Halls of Residence for the University of Aberdeen

Hillhead Student Village (formerly Hillhead Halls of Residence) is a group of buildings that provide accommodation for students at the University of Aberdeen.

== History ==
Hillhead Halls was built in response to the post-war expansion of the university. The first phase of the Hillhead Halls of Residence was opened in 1968 and as a result this was the first year that the university could offer accommodation to every female applicant and a majority of male applicants. The previous year, five out of six applicants were refused. The first blocks to open were Adam Smith House, Fyfe House, and Wavell House. When combined with the existing Crombie, Johnston, and Dunbar halls, the university had a total of 1168 places available.

Hillhead has since been expanded with the newest accommodation block, New Carnegie Court, opened in 2008.

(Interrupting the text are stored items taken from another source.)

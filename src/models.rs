//! Core data model (spec.md §3).
//!
//! Closed structs/enums throughout — the source's dynamic field bags are
//! replaced with typed schemas per spec.md §9.

use chrono::{DateTime, Utc};
use serde::{Deserialize, Serialize};

/// One 1-hour bar from the market feed.
#[derive(Debug, Clone, Copy, PartialEq, Serialize, Deserialize)]
pub struct Candle {
    pub open_time: DateTime<Utc>,
    pub open: f64,
    pub high: f64,
    pub low: f64,
    pub close: f64,
    pub volume: f64,
    pub close_time: DateTime<Utc>,
    pub quote_volume: f64,
    pub trades: u64,
    pub taker_buy_volume: f64,
    pub taker_buy_quote_volume: f64,
}

/// The trailing 24h of 1h candles for one symbol at one instant.
///
/// Owned exclusively by the period computation that built it; never shared
/// across periods (spec.md §3 Lifecycle, §5).
#[derive(Debug, Clone, Default)]
pub struct VolumeWindow {
    pub data: Vec<Candle>,
    pub volume_24h: f64,
    pub quote_volume_24h: f64,
}

impl VolumeWindow {
    pub fn from_candles(data: Vec<Candle>) -> Self {
        let volume_24h = data.iter().map(|c| c.volume).sum();
        let quote_volume_24h = data.iter().map(|c| c.quote_volume).sum();
        debug_assert!(data.len() <= 24);
        Self {
            data,
            volume_24h,
            quote_volume_24h,
        }
    }

    pub fn is_complete(&self) -> bool {
        self.data.len() >= 24
    }

    pub fn price_at_time(&self) -> Option<f64> {
        self.data.last().map(|c| c.open)
    }

    pub fn price_24h_ago(&self) -> Option<f64> {
        self.data.first().map(|c| c.open)
    }

    pub fn price_change_24h(&self) -> f64 {
        match (self.price_24h_ago(), self.price_at_time()) {
            (Some(before), Some(now)) if before != 0.0 => (now - before) / before * 100.0,
            _ => 0.0,
        }
    }

    pub fn high_24h(&self) -> Option<f64> {
        self.data
            .iter()
            .map(|c| c.high)
            .fold(None, |acc, h| Some(acc.map_or(h, |a: f64| a.max(h))))
    }

    pub fn low_24h(&self) -> Option<f64> {
        self.data
            .iter()
            .map(|c| c.low)
            .fold(None, |acc, l| Some(acc.map_or(l, |a: f64| a.min(l))))
    }

    pub fn volatility_24h(&self) -> f64 {
        match (self.high_24h(), self.low_24h()) {
            (Some(high), Some(low)) if low != 0.0 => (high - low) / low * 100.0,
            _ => 0.0,
        }
    }
}

/// One leaderboard row, emitted per symbol per period instant (spec.md §3).
#[derive(Debug, Clone, Serialize, Deserialize)]
pub struct LeaderboardItem {
    pub rank: u32,
    pub symbol: String,
    pub base_asset: String,
    pub quote_asset: String,
    pub price_change_24h: f64,
    pub price_at_time: f64,
    pub price_24h_ago: f64,
    pub volume_24h: f64,
    pub quote_volume_24h: f64,
    pub market_share: f64,
    pub volatility_24h: f64,
    pub high_24h: f64,
    pub low_24h: f64,
    pub future_symbol: Option<String>,
    pub future_price_at_time: Option<f64>,
    pub funding_rate_history: Vec<FundingRateObservation>,
    pub current_funding_rate: Option<f64>,
}

/// One funding-rate observation for a perpetual contract (spec.md §4.7).
#[derive(Debug, Clone, Copy, Serialize, Deserialize)]
pub struct FundingRateObservation {
    pub funding_time: DateTime<Utc>,
    pub funding_rate: f64,
    pub mark_price: Option<f64>,
}

/// One persisted record per period instant (spec.md §3). Primary key:
/// `timestamp`. Upsert always replaces the whole document (spec.md §9).
#[derive(Debug, Clone, Serialize, Deserialize)]
pub struct BacktestRow {
    pub timestamp: DateTime<Utc>,
    pub hour: u32,
    pub rankings: Vec<LeaderboardItem>,
    pub removed_symbols: Vec<LeaderboardItem>,
    pub total_market_volume: f64,
    pub total_market_quote_volume: f64,
    pub btc_price: f64,
    pub btc_price_change_24h: f64,
    pub btcdom_price: Option<f64>,
    pub btcdom_price_change_24h: Option<f64>,
    pub calculation_duration_ms: i64,
    pub created_at: DateTime<Utc>,
}

/// Eligibility-filter criteria, participating in the `FilterCache` hash
/// (spec.md §4.3). Only the date portion of `reference_time` is hashed.
#[derive(Debug, Clone, Serialize, Deserialize)]
pub struct FilterCriteria {
    pub reference_time: DateTime<Utc>,
    pub quote_asset: String,
    pub min_volume_threshold: f64,
    pub min_history_days: i64,
    pub require_futures: bool,
    pub exclude_stablecoins: bool,
    pub include_inactive: bool,
}

/// Per-reason histogram and counts recorded alongside a cache entry.
#[derive(Debug, Clone, Default, Serialize, Deserialize)]
pub struct FilterStatistics {
    pub valid_count: usize,
    pub invalid_count: usize,
    pub reason_histogram: std::collections::BTreeMap<String, usize>,
}

#[derive(Debug, Clone, Serialize, Deserialize)]
pub struct SymbolFilterCacheEntry {
    pub filter_hash: String,
    pub criteria: FilterCriteria,
    pub valid_symbols: Vec<String>,
    pub invalid_symbols: Vec<String>,
    pub invalid_reasons: std::collections::BTreeMap<String, Vec<String>>,
    pub statistics: FilterStatistics,
    pub processing_time_ms: i64,
    pub created_at: DateTime<Utc>,
    pub last_used_at: DateTime<Utc>,
    pub hit_count: u64,
}

#[derive(Debug, Clone, Copy, PartialEq, Eq, Serialize, Deserialize)]
#[serde(rename_all = "snake_case")]
pub enum TaskStatus {
    Pending,
    Running,
    Completed,
    Failed,
    Cancelled,
}

/// Parameters for one backtest invocation (spec.md §6 parameter contract).
#[derive(Debug, Clone, Serialize, Deserialize)]
pub struct BacktestParams {
    pub start_time: DateTime<Utc>,
    pub end_time: DateTime<Utc>,
    #[serde(default)]
    pub symbols: Option<Vec<String>>,
    #[serde(default = "default_limit")]
    pub limit: usize,
    #[serde(default = "default_min_volume_threshold")]
    pub min_volume_threshold: f64,
    #[serde(default = "default_quote_asset")]
    pub quote_asset: String,
    #[serde(default = "default_min_history_days")]
    pub min_history_days: i64,
    #[serde(default = "default_granularity_hours")]
    pub granularity_hours: i64,
}

fn default_limit() -> usize {
    50
}
fn default_min_volume_threshold() -> f64 {
    10_000.0
}
fn default_quote_asset() -> String {
    "USDT".to_string()
}
fn default_min_history_days() -> i64 {
    365
}
fn default_granularity_hours() -> i64 {
    8
}

impl Default for BacktestParams {
    fn default() -> Self {
        Self {
            start_time: Utc::now(),
            end_time: Utc::now(),
            symbols: None,
            limit: default_limit(),
            min_volume_threshold: default_min_volume_threshold(),
            quote_asset: default_quote_asset(),
            min_history_days: default_min_history_days(),
            granularity_hours: default_granularity_hours(),
        }
    }
}

/// One asynchronous backtest task owned by the `TaskSupervisor` (spec.md §4.9).
#[derive(Debug, Clone, Serialize, Deserialize)]
pub struct AsyncBacktestTask {
    pub task_id: String,
    pub status: TaskStatus,
    pub params: BacktestParams,
    pub current_time: Option<DateTime<Utc>>,
    pub started_at: Option<DateTime<Utc>>,
    pub completed_at: Option<DateTime<Utc>>,
    pub error_message: Option<String>,
    pub processing_time_ms: i64,
}

/// Market-wide stats accompanying a leaderboard (spec.md §4.5).
#[derive(Debug, Clone, Copy, Default)]
pub struct MarketStats {
    pub total_volume: f64,
    pub total_quote_volume: f64,
    pub top10_concentration: f64,
}

/// Benchmark price pair (BTC spot, BTCDOM perp) at an instant (spec.md §4.5).
#[derive(Debug, Clone, Copy, Default)]
pub struct BenchmarkPrice {
    pub price: f64,
    pub price_24h_ago: f64,
    pub change_24h: f64,
}
//! Placeholder expansion
//!
//! Embedded widgets render templated strings from configuration, with
//! positional `{0}`, `{1}`, … tokens standing in for runtime values.
//! Tokens whose index has no value are left in the output verbatim.

use regex_lite::Regex;

/// Replace each `{i}` token in `template` with `values[i]`.
pub fn expand(template: &str, values: &[&str]) -> String {
    let token = Regex::new(r"\{(\d+)\}").unwrap();
    let mut out = String::with_capacity(template.len());
    let mut last = 0;
    for caps in token.captures_iter(template) {
        let Some(whole) = caps.get(0) else { continue };
        out.push_str(&template[last..whole.start()]);
        let replacement = caps
            .get(1)
            .and_then(|index| index.as_str().parse::<usize>().ok())
            .and_then(|index| values.get(index).copied());
        match replacement {
            Some(value) => out.push_str(value),
            // Out-of-range token, kept as-is.
            None => out.push_str(whole.as_str()),
        }
        last = whole.end();
    }
    out.push_str(&template[last..]);
    out
}

#[cfg(test)]
mod tests {
    use super::*;

    #[test]
    fn test_positional_tokens_are_replaced() {
        assert_eq!(expand("Hello {0}!", &["world"]), "Hello world!");
        assert_eq!(
            expand("{0} of {1}", &["page 2", "10"]),
            "page 2 of 10"
        );
    }

    #[test]
    fn test_token_can_repeat() {
        assert_eq!(expand("{0}{0}-{0}", &["x"]), "xx-x");
    }

    #[test]
    fn test_out_of_range_token_left_verbatim() {
        assert_eq!(expand("have {0}, miss {3}", &["a"]), "have a, miss {3}");
        assert_eq!(expand("{0}", &[]), "{0}");
    }

    #[test]
    fn test_multi_digit_indexes() {
        let values: Vec<String> = (0..=10).map(|i| i.to_string()).collect();
        let values: Vec<&str> = values.iter().map(String::as_str).collect();
        assert_eq!(expand("{10}|{2}", &values), "10|2");
    }

    #[test]
    fn test_non_token_braces_untouched() {
        assert_eq!(expand("{x} {} {0}", &["v"]), "{x} {} v");
    }

    #[test]
    fn test_plain_text_passes_through() {
        assert_eq!(expand("no tokens here", &["unused"]), "no tokens here");
        assert_eq!(expand("", &[]), "");
    }
}
//! Small persistent state
//!
//! Embedded widgets remember little things across visits: a dismissed
//! banner, a first-seen date. `Storage` is their facade over two
//! backends: a persistent primary and a process-lifetime fallback that
//! takes over whenever the primary is unavailable. Fallback entries
//! expire after a fixed window so a degraded session never pins state
//! forever.

mod backend;

pub use backend::{FileStore, MemoryStore, StorageBackend, StorageError, StoredEntry};

use std::path::PathBuf;

use chrono::{Duration, Utc};
use tracing::warn;

/// How long fallback entries live, in days.
pub const DEFAULT_FALLBACK_TTL_DAYS: i64 = 30;

/// Two-tier persistent key/value store.
pub struct Storage {
    primary: Option<Box<dyn StorageBackend>>,
    fallback: Box<dyn StorageBackend>,
    fallback_ttl: Duration,
}

impl Storage {
    /// A file-backed primary at `path` with an in-memory fallback.
    ///
    /// When the file store cannot be opened the facade degrades to
    /// fallback-only with a warning rather than failing.
    pub fn open(path: impl Into<PathBuf>) -> Self {
        let path = path.into();
        let primary: Option<Box<dyn StorageBackend>> = match FileStore::open(&path) {
            Ok(store) => Some(Box::new(store)),
            Err(err) => {
                warn!(path = %path.display(), %err, "primary store unavailable, using fallback only");
                None
            }
        };
        Self::with_backends(primary, Box::new(MemoryStore::new()))
    }

    /// A facade with no persistent tier.
    pub fn in_memory() -> Self {
        Self::with_backends(None, Box::new(MemoryStore::new()))
    }

    /// A facade over caller-built backends.
    pub fn with_backends(
        primary: Option<Box<dyn StorageBackend>>,
        fallback: Box<dyn StorageBackend>,
    ) -> Self {
        Self {
            primary,
            fallback,
            fallback_ttl: Duration::days(DEFAULT_FALLBACK_TTL_DAYS),
        }
    }

    /// Override the fallback entry lifetime.
    pub fn with_fallback_ttl(mut self, ttl: Duration) -> Self {
        self.fallback_ttl = ttl;
        self
    }

    /// True when writes are currently landing in the fallback tier.
    pub fn using_fallback(&self) -> bool {
        !matches!(&self.primary, Some(primary) if primary.available())
    }

    /// The live value under `key`.
    pub fn get(&self, key: &str) -> Option<String> {
        match &self.primary {
            Some(primary) if primary.available() => primary.get(key),
            _ => self.fallback.get(key),
        }
    }

    /// Write `value` under `key`. Fallback writes carry the expiry
    /// window; primary writes persist indefinitely.
    pub fn set(&mut self, key: &str, value: impl Into<String>) -> Result<(), StorageError> {
        let value = value.into();
        match &mut self.primary {
            Some(primary) if primary.available() => {
                primary.put(key, StoredEntry::persistent(value))
            }
            _ => {
                let expires_at = Utc::now() + self.fallback_ttl;
                self.fallback.put(key, StoredEntry::expiring(value, expires_at))
            }
        }
    }

    /// Write `value` under `key` only when nothing is stored there yet.
    /// An empty stored value counts as absent. Returns whether the write
    /// happened.
    pub fn set_if_absent(
        &mut self,
        key: &str,
        value: impl Into<String>,
    ) -> Result<bool, StorageError> {
        match self.get(key) {
            Some(existing) if !existing.is_empty() => Ok(false),
            _ => {
                self.set(key, value)?;
                Ok(true)
            }
        }
    }

    /// Drop `key` from the active tier.
    pub fn remove(&mut self, key: &str) -> Result<(), StorageError> {
        match &mut self.primary {
            Some(primary) if primary.available() => primary.remove(key),
            _ => self.fallback.remove(key),
        }
    }
}

impl std::fmt::Debug for Storage {
    fn fmt(&self, f: &mut std::fmt::Formatter<'_>) -> std::fmt::Result {
        f.debug_struct("Storage")
            .field("using_fallback", &self.using_fallback())
            .finish_non_exhaustive()
    }
}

The original campus store was refitted to become a Co-op in 2021, undergoing a £300,000 refit, however it closed following the discovery of RAAC. In November 2025, a new shop, operated by Greens Retail, was opened on the site.

In April 2026, a student died at New Carnegie Court, leading to a police investigation.

== Location ==
Hillhead Student Village is situated beside the River Don and Seaton Park. The King's College campus is accessible by walking through Seaton Park.

== Facilities ==
The central building at Hillhead contains a social area, study spaces, meeting rooms, a gym hall, and an Amazon parcel locker. Next to the central building, there are bike storage sheds and a launderette. Free parking is also available.

== Transportation ==

Starting in late 1968, the number 20 bus service which ran from Marischal College to Old Aberdeen was extended to serve Hillhead.

The number 20 bus route connects Hillhead to the city centre. Route 13 also extends to Hillhead during evenings and weekends. The 9U runs between Hillhead, the Sir Duncan Rice Library, and Aberdeen Royal Infirmary. It was also historically connected by routes 21 and 60.